Saturday, May 25, 2024

Stage (mis)management

Outdoor festival season is upon us again, with Bearded Theory taking place as I write. Typically, the organisers have assembled the best bill yet, but the elements have conspired in the build-up to render the site something of a mudbath. Hopefully the bad weather will hold off and things won't get as bad as they did at Bluedot last year.

Major contemporary festivals are (by and large) slick, well-coordinated affairs - safe and somewhat sanitised. A far cry from their counterparts of the past, in other words, Just take a look at David Hurn's pictures of the Isle of Wight Festivals of 1969 and 1970 for proof.

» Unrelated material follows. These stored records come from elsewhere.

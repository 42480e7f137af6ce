use axum::{
    Json,
    extract::{Extension, Path, Query, State},
    http::StatusCode,
};
use serde::{Deserialize, Serialize};
use uuid::Uuid;
use validator::Validate;

use crate::application::ledger::dto::{ActionFilters, ActionStats};
use crate::domain::moderation::{
    entity::{ActionReason, ActionType, ModerationAction, NewModerationAction},
    status::UserStatus,
    value_objects::SubjectId,
};
use crate::domain::shared::{
    errors::DomainError,
    pagination::{PageRequest, PaginatedResponse},
};
use crate::presentation::http::{
    errors::AppError, middleware::user::UserClaims, state::AppState,
};

const MAX_PAGE_SIZE: i64 = 100;

#[derive(Debug, Deserialize, Validate)]
pub struct CreateActionRequest {
    pub user_id: String,
    pub action_type: ActionType,
    pub reason: ActionReason,
    #[validate(range(min = 1, max = 3650))]
    pub duration_days: Option<u32>,
    #[validate(length(max = 128))]
    pub content_id: Option<String>,
    #[validate(length(max = 64))]
    pub content_type: Option<String>,
    #[validate(length(max = 5000))]
    pub details: Option<String>,
    #[validate(length(max = 5000))]
    pub internal_notes: Option<String>,
}

#[derive(Debug, Deserialize)]
pub struct ActionsQuery {
    pub user_id: Option<String>,
    #[serde(default = "default_action_type")]
    pub action_type: String,
    #[serde(default)]
    pub include_reversed: bool,
    #[serde(default)]
    pub include_expired: bool,
    #[serde(default = "default_page")]
    pub page: i64,
    #[serde(default = "default_limit")]
    pub limit: i64,
}

fn default_action_type() -> String {
    "all".to_string()
}

pub(crate) fn default_page() -> i64 {
    1
}

pub(crate) fn default_limit() -> i64 {
    50
}

#[derive(Debug, Deserialize)]
pub struct ReverseActionRequest {
    pub reason: Option<String>,
}

#[derive(Debug, Serialize)]
pub struct UserStandingResponse {
    pub user_id: String,
    pub status: UserStatus,
    pub active_actions: Vec<ModerationAction>,
}

pub(crate) fn page_request(page: i64, limit: i64) -> PageRequest {
    PageRequest::new(page, limit.clamp(1, MAX_PAGE_SIZE))
}

pub(crate) fn validated_subject(raw: &str) -> Result<String, AppError> {
    SubjectId::new(raw.to_string())
        .map(|id| id.value)
        .map_err(|_| AppError::BadRequest(format!("invalid user id: {}", raw)))
}

pub async fn create_action(
    State(state): State<AppState>,
    Extension(claims): Extension<UserClaims>,
    Json(req): Json<CreateActionRequest>,
) -> Result<(StatusCode, Json<ModerationAction>), AppError> {
    req.validate()?;
    let user_id = validated_subject(&req.user_id)?;

    if let Some(cooldown) = state.config.action_cooldown() {
        if state
            .ledger
            .has_recent_action(&user_id, req.action_type, cooldown)?
        {
            tracing::warn!(
                user_id = %user_id,
                action_type = %req.action_type,
                "Repeat action inside cool-down"
            );
            return Err(DomainError::RateLimitExceeded.into());
        }
    }

    let action = state.ledger.create_action(NewModerationAction {
        user_id,
        action_type: req.action_type,
        reason: req.reason,
        performed_by: claims.sub,
        duration_days: req.duration_days,
        content_id: req.content_id,
        content_type: req.content_type,
        details: req.details,
        internal_notes: req.internal_notes,
    })?;

    Ok((StatusCode::CREATED, Json(action)))
}

pub async fn list_actions(
    State(state): State<AppState>,
    Query(params): Query<ActionsQuery>,
) -> Result<Json<PaginatedResponse<ModerationAction>>, AppError> {
    let action_type = match params.action_type.as_str() {
        "all" => None,
        other => Some(
            other
                .parse::<ActionType>()
                .map_err(|e| AppError::BadRequest(e.to_string()))?,
        ),
    };
    let user_id = params
        .user_id
        .as_deref()
        .map(validated_subject)
        .transpose()?;

    let page = page_request(params.page, params.limit);
    let items = state.ledger.list_actions(&ActionFilters {
        user_id,
        action_type,
        include_reversed: params.include_reversed,
        include_expired: params.include_expired,
        page,
    })?;

    Ok(Json(PaginatedResponse {
        items,
        page: page.page(),
        limit: page.limit(),
    }))
}

pub async fn get_action(
    State(state): State<AppState>,
    Path(id): Path<Uuid>,
) -> Result<Json<ModerationAction>, AppError> {
    state
        .ledger
        .get_action(id)?
        .map(Json)
        .ok_or_else(|| AppError::NotFound(format!("action {}", id)))
}

pub async fn reverse_action(
    State(state): State<AppState>,
    Extension(claims): Extension<UserClaims>,
    Path(id): Path<Uuid>,
    Json(req): Json<ReverseActionRequest>,
) -> Result<Json<ModerationAction>, AppError> {
    let reason = req
        .reason
        .map(|r| r.trim().to_string())
        .filter(|r| !r.is_empty());

    state
        .ledger
        .reverse_action(id, &claims.sub, reason)?
        .map(Json)
        .ok_or_else(|| AppError::NotFound(format!("action {}", id)))
}

pub async fn user_history(
    State(state): State<AppState>,
    Path(user_id): Path<String>,
) -> Result<Json<Vec<ModerationAction>>, AppError> {
    let user_id = validated_subject(&user_id)?;
    Ok(Json(state.ledger.get_user_history(&user_id)?))
}

pub async fn user_standing(
    State(state): State<AppState>,
    Path(user_id): Path<String>,
) -> Result<Json<UserStandingResponse>, AppError> {
    let user_id = validated_subject(&user_id)?;
    let status = state.ledger.check_user_status(&user_id)?;
    let active_actions = state.ledger.get_active_actions_for_user(&user_id)?;

    Ok(Json(UserStandingResponse {
        user_id,
        status,
        active_actions,
    }))
}

pub async fn get_stats(State(state): State<AppState>) -> Result<Json<ActionStats>, AppError> {
    Ok(Json(state.ledger.get_stats()?))
}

Or consider the example of the Bickershaw Pop Festival, which took place in Lancashire in 1972. The brainchild of an eccentric and ambitious local entrepreneur, the event featured appearances from Captain Beefheart, the Kinks, Hawkwind and the Grateful Dead, among others - but, by virtue of a perfect storm of weather conditions, inadequate infrastructure, poor planning, local opposition and gross naivety on the part of the organisers, it descended into complete chaos. And - as this fantastic BBC archive footage illustrates - at the centre of it all was a young Jeremy Beadle, a bedraggled and beleaguered optimist trying in vain to hold everything together and looking for all the world like he'd been, well, framed.